//! # Canonical Program Model
//!
//! Every surface syntax accepted by the front end is reduced to one tree shape,
//! [`ProgramNode`]. The tree is pure data: it has no behavior beyond a few
//! structural helpers (free variables, annotation mapping).
//!
//! ## Pipeline Position
//!
//! ```text
//! [Parser] → ProgramNode<()> → Type Checker → ProgramNode<Type>
//!          → Termination Analyzer → ProgramNode<Proven> → Encoder → CoreTerm → Evaluator
//! ```
//!
//! ## The Annotation Parameter `T`
//!
//! Like the core trees of the checker, `ProgramNode` is generic over a per-node
//! annotation stored in `info`:
//!
//! - **Parser output**: `ProgramNode<()>`
//! - **After type checking**: `ProgramNode<Type>` (see [`crate::types::TypedTree`])
//! - **After termination analysis**: `ProgramNode<Proven>` (see [`crate::termination::ProvenTree`])
//!
//! The shape of the tree never changes between stages, only the annotation does.
//!
//! ## Sharing
//!
//! Children are held in [`Arc`], so a subtree may be referenced from several
//! parents and from several concurrent evaluation runs. Nodes are never mutated
//! after construction; stages build new trees instead.

pub mod build;
pub mod expression;
mod visit;

use std::fmt;
use std::sync::Arc;

use serde::{Deserialize, Serialize};

pub use expression::*;

/// Source location of a node: line, column and the identifier of the unit
/// (file, module, snippet) it originates from.
#[derive(Debug, Clone, PartialEq, Eq, Hash)]
pub struct Location {
    pub unit: Arc<str>,
    pub line: u32,
    pub column: u32,
}

impl Location {
    pub fn new(unit: impl AsRef<str>, line: u32, column: u32) -> Self {
        Self {
            unit: Arc::from(unit.as_ref()),
            line,
            column,
        }
    }
}

impl Default for Location {
    fn default() -> Self {
        Self::new("", 0, 0)
    }
}

impl fmt::Display for Location {
    fn fmt(&self, f: &mut fmt::Formatter) -> fmt::Result {
        if self.unit.is_empty() {
            write!(f, "{}:{}", self.line, self.column)
        } else {
            write!(f, "{}:{}:{}", self.unit, self.line, self.column)
        }
    }
}

/// Scalar constants that may appear directly in a program.
#[derive(Debug, Clone, PartialEq)]
pub enum Literal {
    Null,
    Bool(bool),
    Int(i64),
    Float(f64),
    Text(String),
}

impl fmt::Display for Literal {
    fn fmt(&self, f: &mut fmt::Formatter) -> fmt::Result {
        match self {
            Literal::Null => write!(f, "null"),
            Literal::Bool(b) => write!(f, "{b}"),
            Literal::Int(i) => write!(f, "{i}"),
            Literal::Float(x) => write!(f, "{x:?}"),
            Literal::Text(s) => write!(f, "{s:?}"),
        }
    }
}

/// The side-effecting operations a program may request.
#[derive(Debug, Clone, Copy, PartialEq, Eq, Hash, PartialOrd, Ord, Serialize, Deserialize)]
#[serde(rename_all = "camelCase")]
pub enum EffectKind {
    ReadFile,
    ReadEnv,
    Network,
}

impl fmt::Display for EffectKind {
    fn fmt(&self, f: &mut fmt::Formatter) -> fmt::Result {
        match self {
            EffectKind::ReadFile => write!(f, "readFile"),
            EffectKind::ReadEnv => write!(f, "readEnv"),
            EffectKind::Network => write!(f, "network"),
        }
    }
}

#[derive(Debug, Clone, Copy, PartialEq, Eq, Hash)]
pub enum BinOpKind {
    Add,
    Sub,
    Mul,
    Div,
    Mod,
    Eq,
    NotEq,
    Lt,
    Gt,
    LtEq,
    GtEq,
    And,
    Or,
    /// `++` on text or arrays
    Concat,
    /// `//` on objects, right-hand side wins
    Merge,
}

impl BinOpKind {
    pub fn symbol(&self) -> &'static str {
        match self {
            BinOpKind::Add => "+",
            BinOpKind::Sub => "-",
            BinOpKind::Mul => "*",
            BinOpKind::Div => "/",
            BinOpKind::Mod => "%",
            BinOpKind::Eq => "==",
            BinOpKind::NotEq => "!=",
            BinOpKind::Lt => "<",
            BinOpKind::Gt => ">",
            BinOpKind::LtEq => "<=",
            BinOpKind::GtEq => ">=",
            BinOpKind::And => "&&",
            BinOpKind::Or => "||",
            BinOpKind::Concat => "++",
            BinOpKind::Merge => "//",
        }
    }
}

#[derive(Debug, Clone, Copy, PartialEq, Eq, Hash)]
pub enum UnaryOpKind {
    Not,
    Negate,
    Length,
    Head,
    Tail,
    IsEmpty,
    ToText,
}

impl UnaryOpKind {
    pub fn name(&self) -> &'static str {
        match self {
            UnaryOpKind::Not => "not",
            UnaryOpKind::Negate => "negate",
            UnaryOpKind::Length => "length",
            UnaryOpKind::Head => "head",
            UnaryOpKind::Tail => "tail",
            UnaryOpKind::IsEmpty => "isEmpty",
            UnaryOpKind::ToText => "toText",
        }
    }
}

Task statement:
The records above must be retyped in full, exactly as written.

Exercise response:
//! # Canonical Program Model
//!
//! Every surface syntax accepted by the front end is reduced to one tree shape,
//! [`ProgramNode`]. The tree is pure data: it has no behavior beyond a few
//! structural helpers (free variables, annotation mapping).
//!
//! ## Pipeline Position
//!
//! ```text
//! [Parser] → ProgramNode<()> → Type Checker → ProgramNode<Type>
//!          → Termination Analyzer → ProgramNode<Proven> → Encoder → CoreTerm → Evaluator
//! ```
//!
//! ## The Annotation Parameter `T`
//!
//! Like the core trees of the checker, `ProgramNode` is generic over a per-node
//! annotation stored in `info`:
//!
//! - **Parser output**: `ProgramNode<()>`
//! - **After type checking**: `ProgramNode<Type>` (see [`crate::types::TypedTree`])
//! - **After termination analysis**: `ProgramNode<Proven>` (see [`crate::termination::ProvenTree`])
//!
//! The shape of the tree never changes between stages, only the annotation does.
//!
//! ## Sharing
//!
//! Children are held in [`Arc`], so a subtree may be referenced from several
//! parents and from several concurrent evaluation runs. Nodes are never mutated
//! after construction; stages build new trees instead.

pub mod build;
pub mod expression;
mod visit;

use std::fmt;
use std::sync::Arc;

use serde::{Deserialize, Serialize};

pub use expression::*;

/// Source location of a node: line, column and the identifier of the unit
/// (file, module, snippet) it originates from.
#[derive(Debug, Clone, PartialEq, Eq, Hash)]
pub struct Location {
    pub unit: Arc<str>,
    pub line: u32,
    pub column: u32,
}

impl Location {
    pub fn new(unit: impl AsRef<str>, line: u32, column: u32) -> Self {
        Self {
            unit: Arc::from(unit.as_ref()),
            line,
            column,
        }
    }
}

impl Default for Location {
    fn default() -> Self {
        Self::new("", 0, 0)
    }
}

impl fmt::Display for Location {
    fn fmt(&self, f: &mut fmt::Formatter) -> fmt::Result {
        if self.unit.is_empty() {
            write!(f, "{}:{}", self.line, self.column)
        } else {
            write!(f, "{}:{}:{}", self.unit, self.line, self.column)
        }
    }
}

/// Scalar constants that may appear directly in a program.
#[derive(Debug, Clone, PartialEq)]
pub enum Literal {
    Null,
    Bool(bool),
    Int(i64),
    Float(f64),
    Text(String),
}

impl fmt::Display for Literal {
    fn fmt(&self, f: &mut fmt::Formatter) -> fmt::Result {
        match self {
            Literal::Null => write!(f, "null"),
            Literal::Bool(b) => write!(f, "{b}"),
            Literal::Int(i) => write!(f, "{i}"),
            Literal::Float(x) => write!(f, "{x:?}"),
            Literal::Text(s) => write!(f, "{s:?}"),
        }
    }
}

/// The side-effecting operations a program may request.
#[derive(Debug, Clone, Copy, PartialEq, Eq, Hash, PartialOrd, Ord, Serialize, Deserialize)]
#[serde(rename_all = "camelCase")]
pub enum EffectKind {
    ReadFile,
    ReadEnv,
    Network,
}

impl fmt::Display for EffectKind {
    fn fmt(&self, f: &mut fmt::Formatter) -> fmt::Result {
        match self {
            EffectKind::ReadFile => write!(f, "readFile"),
            EffectKind::ReadEnv => write!(f, "readEnv"),
            EffectKind::Network => write!(f, "network"),
        }
    }
}

#[derive(Debug, Clone, Copy, PartialEq, Eq, Hash)]
pub enum BinOpKind {
    Add,
    Sub,
    Mul,
    Div,
    Mod,
    Eq,
    NotEq,
    Lt,
    Gt,
    LtEq,
    GtEq,
    And,
    Or,
    /// `++` on text or arrays
    Concat,
    /// `//` on objects, right-hand side wins
    Merge,
}

impl BinOpKind {
    pub fn symbol(&self) -> &'static str {
        match self {
            BinOpKind::Add => "+",
            BinOpKind::Sub => "-",
            BinOpKind::Mul => "*",
            BinOpKind::Div => "/",
            BinOpKind::Mod => "%",
            BinOpKind::Eq => "==",
            BinOpKind::NotEq => "!=",
            BinOpKind::Lt => "<",
            BinOpKind::Gt => ">",
            BinOpKind::LtEq => "<=",
            BinOpKind::GtEq => ">=",
            BinOpKind::And => "&&",
            BinOpKind::Or => "||",
            BinOpKind::Concat => "++",
            BinOpKind::Merge => "//",
        }
    }
}

#[derive(Debug, Clone, Copy, PartialEq, Eq, Hash)]
pub enum UnaryOpKind {
    Not,
    Negate,
    Length,
    Head,
    Tail,
    IsEmpty,
    ToText,
}

impl UnaryOpKind {
    pub fn name(&self) -> &'static str {
        match self {
            UnaryOpKind::Not => "not",
            UnaryOpKind::Negate => "negate",
            UnaryOpKind::Length => "length",
            UnaryOpKind::Head => "head",
            UnaryOpKind::Tail => "tail",
            UnaryOpKind::IsEmpty => "isEmpty",
            UnaryOpKind::ToText => "toText",
        }
    }
}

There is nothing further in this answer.